A CLINICAL ROUTINE-METHOD FOR THE QUANTITATIVE DETERMINATION OF GONADOTROPHINS IN 24-HOUR URINE SAMPLES

Abstract

A rapid new method using simple and inexpensive apparatus is described for extracting gonadotrophins from 24-hour urine specimens. The method is based on the extraction of the gonadotrophic activity from a tannic acid precipitate by means of ammonium acetate-ammonium hydroxide-alcohol mixtures, and the counter current principle is used very simply by allowing a thick filter cake of hyflosupercel retaining the gonadotrophin precipitate to act as a column. Extracts obtained using this procedure contain less inert material than those obtained by other methods.

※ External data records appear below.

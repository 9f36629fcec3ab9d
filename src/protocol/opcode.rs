//! Command opcodes
//!
//! Every command starts with a single opcode byte. The payload that follows
//! is opcode-specific and described on each variant.

use std::fmt;

/// Session command opcodes
#[derive(Debug, Clone, Copy, PartialEq, Eq, Hash)]
#[repr(u8)]
pub enum Opcode {
    /// Rebind the session to another device: name block -> ack
    SelectDevice = 0x00,
    /// Wait for outstanding device work: no payload -> ack
    Synchronize = 0x01,
    /// Allocate a buffer: `(size, options)` block -> identifier block
    Allocate = 0x02,
    /// Free a buffer: `(id, options)` block -> ack
    Free = 0x03,
    /// Host to device copy: u64 id + raw payload, no response
    CopyIn = 0x04,
    /// Device to host copy: u64 id -> raw payload
    CopyOut = 0x05,
    /// Compile source: u32 length + UTF-8 -> u32 length + binary
    Compile = 0x06,
    /// Load a program: header block -> ack, raw binary -> ack
    Load = 0x07,
    /// Invoke a loaded program: run block -> status byte
    Run = 0x08,
    /// End the session, no response
    Exit = 0xFF,
}

impl Opcode {
    /// Decode an opcode byte, returning None for unknown values
    pub fn from_u8(val: u8) -> Option<Self> {
        match val {
            0x00 => Some(Opcode::SelectDevice),
            0x01 => Some(Opcode::Synchronize),
            0x02 => Some(Opcode::Allocate),
            0x03 => Some(Opcode::Free),
            0x04 => Some(Opcode::CopyIn),
            0x05 => Some(Opcode::CopyOut),
            0x06 => Some(Opcode::Compile),
            0x07 => Some(Opcode::Load),
            0x08 => Some(Opcode::Run),
            0xFF => Some(Opcode::Exit),
            _ => None,
        }
    }

    /// Wire byte for this opcode
    pub fn as_u8(self) -> u8 {
        self as u8
    }

    /// Short lowercase name used in logs
    pub fn mnemonic(&self) -> &'static str {
        match self {
            Opcode::SelectDevice => "device",
            Opcode::Synchronize => "synchronize",
            Opcode::Allocate => "alloc",
            Opcode::Free => "free",
            Opcode::CopyIn => "copyin",
            Opcode::CopyOut => "copyout",
            Opcode::Compile => "compile",
            Opcode::Load => "load",
            Opcode::Run => "run",
            Opcode::Exit => "exit",
        }
    }
}

impl fmt::Display for Opcode {
    fn fmt(&self, f: &mut fmt::Formatter<'_>) -> fmt::Result {
        write!(f, "{} (0x{:02x})", self.mnemonic(), self.as_u8())
    }
}

#[cfg(test)]
mod tests {
    use super::*;

    #[test]
    fn test_known_opcodes_decode() {
        for byte in 0x00..=0x08u8 {
            let op = Opcode::from_u8(byte).unwrap();
            assert_eq!(op.as_u8(), byte);
        }
        assert_eq!(Opcode::from_u8(0xFF), Some(Opcode::Exit));
    }

    #[test]
    fn test_unknown_opcodes_rejected() {
        for byte in 0x09..0xFFu8 {
            assert!(Opcode::from_u8(byte).is_none(), "0x{:02x} decoded", byte);
        }
    }

    #[test]
    fn test_display() {
        assert_eq!(Opcode::CopyOut.to_string(), "copyout (0x05)");
    }
}
//! Vesper-OS network subsystem.
//!
//! This crate is the concurrent boundary between drivers, the protocol
//! codecs, and user processes:
//!
//! - a registry of network interfaces (physical NICs plus loopback), each
//!   with a pair of bounded RX/TX rings and the semaphores that pace them,
//! - one RX and one TX kernel task per enabled interface, moving frames
//!   between the driver and the codec chain,
//! - a socket API through which processes build outbound packets and receive
//!   inbound ones,
//! - the dispatcher that fans a decoded inbound packet out to every matching
//!   listening socket.
//!
//! # Ownership
//!
//! A [`Packet`] owns its bytes; queue transfers are moves, never aliases.
//! The TX worker drops each frame after the driver call, the RX worker drops
//! each frame after decode, and socket delivery works on explicit deep
//! clones.  What the original C-style design policed with a `user` flag and
//! an assert is structural here: only kernel-owned packets exist in the
//! rings.
//!
//! # Boot integration
//!
//! The kernel calls [`init`] early (interface probing, loopback, sysfs) and
//! [`finalize`] once the scheduler runs, after registering
//! [`wait::register_wait_hooks`] and [`sched::register_sched_hooks`].
//! Everything else reaches the subsystem through [`net_stack`].

#![no_std]

extern crate alloc;
#[cfg(test)]
extern crate std;

#[macro_use]
extern crate klog;

pub mod buffer;
pub mod device;
pub mod dns;
pub mod ethernet;
pub mod icmp;
pub mod ipv4;
pub mod loopback;
pub mod queue;
pub mod sched;
pub mod socket;
pub mod stack;
pub mod sysfs;
pub mod tcp;
pub mod udp;
pub mod wait;

#[cfg(test)]
mod test_support;

pub use buffer::{Packet, PreparedPacket, MAX_LAYERS};
pub use device::{
    Interface, InterfaceFeatures, InterfaceStatsSnapshot, NetError, NicDriver, PciClass,
    PciDevice, IFACE_QUEUE_CAP,
};
pub use dns::DnsDescriptor;
pub use icmp::IcmpDescriptor;
pub use ipv4::Ipv4Addr;
pub use sched::{register_sched_hooks, Pid, ProcessState, SchedHooks};
pub use socket::{
    Socket, SocketDomain, SocketError, SocketProtocol, SocketTable, SocketType, LISTEN_RING_CAP,
};
pub use stack::{NetConfig, NetStack, PacketDescriptor};
pub use sysfs::{register_sysfs_publisher, SysfsPublisher};
pub use tcp::TcpDescriptor;
pub use wait::{register_wait_hooks, WaitHooks, WaitOutcome, WaitQueue};

/// The kernel's stack instance.
static STACK: spin::Once<NetStack> = spin::Once::new();

/// Initialize the subsystem: probe `pci_devices` against `drivers`, install
/// the loopback pseudo-device, publish everything to sysfs.
///
/// Called early in boot; only the first call constructs the stack.
pub fn init(
    config: NetConfig,
    pci_devices: &[PciDevice],
    drivers: &[&dyn NicDriver],
) -> &'static NetStack {
    STACK.call_once(|| NetStack::init(config, pci_devices, drivers))
}

/// Spawn the per-interface RX/TX workers.
///
/// Called after the scheduler is initialized and the wait/sched hooks are
/// registered.
pub fn finalize() {
    match STACK.get() {
        Some(stack) => stack.start_workers(),
        None => klog!(Error, "net: finalize called before init"),
    }
}

/// The kernel's stack, once [`init`] has run.
pub fn net_stack() -> Option<&'static NetStack> {
    STACK.get()
}

#[cfg(test)]
mod tests {
    use super::*;

    #[test]
    fn global_init_installs_loopback_and_starts_workers() {
        test_support::install();
        let stack = init(NetConfig::default(), &[], &[]);
        finalize();

        assert!(net_stack().is_some());
        let last = stack.interface(stack.number_of_interfaces() - 1);
        assert!(last.is_loopback());
        assert!(last.enabled);
        // Workers got pids from the scheduler hooks.
        assert_ne!(last.rx_thread_pid(), 0);
        assert_ne!(last.tx_thread_pid(), 0);
    }
}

The extracts are not contaminated with protein-bound tannic acid, estrogen or other augmenting substances and are very soluble. The toxicity of the extracts for immature mice is low, and the method allows one rapid procedure to be used in both hypergonadotrophic and hypogonadotrophic clinical conditions. Recovery experiments and repeated assays on pools of urine reveal a high degree of consistency of results. In an analysis of the day-to-day gonadotrophin excretion of 2 subjects, little daily variation was found indicating that variation in gonadotrophin excretion previously reported by various authors may be due to errors in the extraction methods employed.